Weakening the Pashtuns fits in well with the current Afghan power holders in Kabul and their Indian friends, who insist on keeping Afghanistan’s traditional rulers away from power after the bitter experience of the 1990s.
But there is more to this anti-Pashtun tirade than meets the eye. There are signs that, after the attempt to spark an ethnic war in Balochistan in 2005 a situation is being created on the ground for a Pashtun rebellion in Pakistan. And in both cases, support, weapons and finances are pouring in from unnamed and unknown actors based in Afghanistan. The already inflamed Pashtun passions received another setback last week when scores of Pashtun-dominated ANP activists were killed in a suicide attack only days after the assassination of a senior ANP leader in mysterious circumstances in Karachi.
It is ironic that in this dangerous mix, Pakistani politics appear to have no room now for nationalist Pakistanis who believe in a strong, rising Pakistan. Given the chance, every one of these parties is willing to descend into ethnic and linguistic politics. And none of them have a realistic agenda reflecting the strengths of the nation. All of these political parties are conveniently hiding their ineptitude behind a one-point, anti-Musharraf campaign.
The Indians, now comfortably based in Afghanistan under the American watch, have historically shown a special interest in nurturing ethnic insurgencies inside Pakistan. The game plan now is to try to convince Pakistani Pashtun nationalists to join hands with religious parties to fan unrest after next week’s elections.

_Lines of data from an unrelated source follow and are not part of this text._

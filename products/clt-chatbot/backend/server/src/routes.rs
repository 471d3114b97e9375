use crate::error::ApiError;
use crate::store::{scenarios, SharedStore};
use api_types::{
    ChatRequest, ChatResponse, ConversationDetail, ConversationSummary,
    CreateConversationRequest, PageParams, ScenarioCategory, UpdateConversationRequest,
};
use axum::extract::rejection::{JsonRejection, QueryRejection};
use axum::extract::{Path, Query, State};
use axum::http::StatusCode;
use axum::response::Html;
use axum::Json;
use log::debug;
use validator::Validate;

// Body and query rejections surface as 422 with a `detail`, the same shape
// as the domain errors.
fn json_body<T>(payload: Result<Json<T>, JsonRejection>) -> Result<T, ApiError> {
    payload
        .map(|Json(body)| body)
        .map_err(|e| ApiError::Unprocessable(e.body_text()))
}

pub async fn healthcheck() -> Html<&'static str> {
    Html("Service is up")
}

pub async fn chat(
    State(store): State<SharedStore>,
    payload: Result<Json<ChatRequest>, JsonRejection>,
) -> Result<Json<ChatResponse>, ApiError> {
    let request = json_body(payload)?;
    let response = store.write().await.chat(&request);
    Ok(Json(response))
}

pub async fn list_conversations(State(store): State<SharedStore>) -> Json<Vec<ConversationSummary>> {
    Json(store.read().await.conversations().to_vec())
}

pub async fn create_conversation(
    State(store): State<SharedStore>,
    payload: Result<Json<CreateConversationRequest>, JsonRejection>,
) -> Result<(StatusCode, Json<ConversationSummary>), ApiError> {
    let request = json_body(payload)?;
    let summary = store.write().await.create_conversation(request.title);
    debug!("Created conversation {}", summary.id);
    Ok((StatusCode::CREATED, Json(summary)))
}

pub async fn conversation_detail(
    State(store): State<SharedStore>,
    Path(conversation_id): Path<String>,
    query: Result<Query<PageParams>, QueryRejection>,
) -> Result<Json<ConversationDetail>, ApiError> {
    let Query(page) = query.map_err(|e| ApiError::Unprocessable(e.body_text()))?;
    page.validate()?;

    store
        .read()
        .await
        .conversation_detail(&conversation_id, &page)
        .map(Json)
        .ok_or(ApiError::ConversationNotFound)
}

pub async fn update_conversation(
    State(store): State<SharedStore>,
    Path(conversation_id): Path<String>,
    payload: Result<Json<UpdateConversationRequest>, JsonRejection>,
) -> Result<Json<ConversationSummary>, ApiError> {
    let request = json_body(payload)?;
    store
        .write()
        .await
        .update_conversation(&conversation_id, &request)
        .map(Json)
        .ok_or(ApiError::ConversationNotFound)
}

pub async fn delete_conversation(
    State(store): State<SharedStore>,
    Path(conversation_id): Path<String>,
) -> Result<StatusCode, ApiError> {
    if store.write().await.delete_conversation(&conversation_id) {
        debug!("Deleted conversation {}", conversation_id);
        Ok(StatusCode::NO_CONTENT)
    } else {
        Err(ApiError::ConversationNotFound)
    }
}

pub async fn list_scenarios() -> Json<Vec<ScenarioCategory>> {
    Json(scenarios())
}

It would be wise for most Pakistanis to view the role of the United States in this whole situation with a healthy dose of skepticism and suspicion. US officials have been trying to convince Islamabad that the Afghan Taliban and the Al Qaeda are shifting their attention from Afghanistan to Pakistan. Interestingly, the Afghan Taliban are wearing to the Pakistanis that they have nothing to do with the insurgencies of Baitullah Mehsud and the couple of other shadowy religious groups that have sprung up in parts of NWFP.

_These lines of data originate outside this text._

use crate::builder::SpecError;
use serde::Serialize;

const WILDCARD_HOSTS: [&str; 3] = ["0.0.0.0", "::", "[::]"];

/// The parts of a launch command that decide where the server listens.
#[derive(Debug, Clone, PartialEq, Eq, Serialize)]
pub struct LaunchCommand {
    pub program: String,
    pub app_target: Option<String>,
    pub host: Option<String>,
    pub port: Option<u16>,
}

impl LaunchCommand {
    /// Understands `<program> [app-target] [--host H|--host=H] [--port P|--port=P]`.
    /// Unknown flags are ignored. An unknown `--flag` written without `=`
    /// takes the next word as its value unless that word is itself a flag, so
    /// boolean flags belong after the app target.
    pub fn parse(tokens: &[String]) -> Result<Self, SpecError> {
        let (program, rest) = match tokens.split_first() {
            Some(split) => split,
            None => return Err(SpecError::EmptyEntrypoint),
        };

        let mut launch = LaunchCommand {
            program: program.clone(),
            app_target: None,
            host: None,
            port: None,
        };

        let mut args = rest.iter();
        while let Some(arg) = args.next() {
            let (flag, inline) = match arg.split_once('=') {
                Some((flag, value)) if arg.starts_with("--") => (flag, Some(value.to_string())),
                _ => (arg.as_str(), None),
            };

            match flag {
                "--host" => launch.host = inline.or_else(|| args.next().cloned()),
                "--port" => {
                    let value = inline.or_else(|| args.next().cloned()).unwrap_or_default();
                    launch.port = Some(parse_port(&value)?);
                }
                f if f.starts_with("--") && inline.is_none() => {
                    if args.clone().next().is_some_and(|next| !next.starts_with('-')) {
                        args.next();
                    }
                }
                f if f.starts_with('-') => (),
                positional => {
                    if launch.app_target.is_none() {
                        launch.app_target = Some(positional.to_string());
                    }
                }
            }
        }

        Ok(launch)
    }

    pub fn binds_wildcard(&self) -> bool {
        self.host.as_deref().map(is_wildcard).unwrap_or(false)
    }
}

pub fn is_wildcard(host: &str) -> bool {
    WILDCARD_HOSTS.contains(&host)
}

fn parse_port(value: &str) -> Result<u16, SpecError> {
    match value.parse::<u16>() {
        Ok(0) | Err(_) => Err(SpecError::InvalidBindPort(value.to_string())),
        Ok(port) => Ok(port),
    }
}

To underscore this point, Mullah Omar has publicly disowned Mr Mehsud, isolating this warlord and raising serious doubts about the sources of his weapons and funding. Seeing these terrorists isolated and exposed, Pakistani authorities swooped in on Mehsud and the rest of his allies and crippled them militarily.
Our American friends continue to use the good-cop-bad-cop routine on their Pakistani ally. After successfully raising a false global alarm over the security of Pakistani nukes, they sent their top military chief to tell the world from Islamabad that our nukes are safe. While US officials tell their Pakistani counterparts how much they value the relationship, it is a disturbing fact that the US media and the think-tank circuit continue to depict Pakistan as the next Iraq and churn out endless scenarios about the breakup of the country.
In this environment, it is expected that the Americans will exploit the shaky foundations of a flawed and weak Pakistani political system to interfere and exert political pressure on Islamabad. We as Pakistanis have no option but to reform this political system by creating a strong and stable civilian political setup closely backed by the military institution, without whom this process of strengthening the system cannot succeed.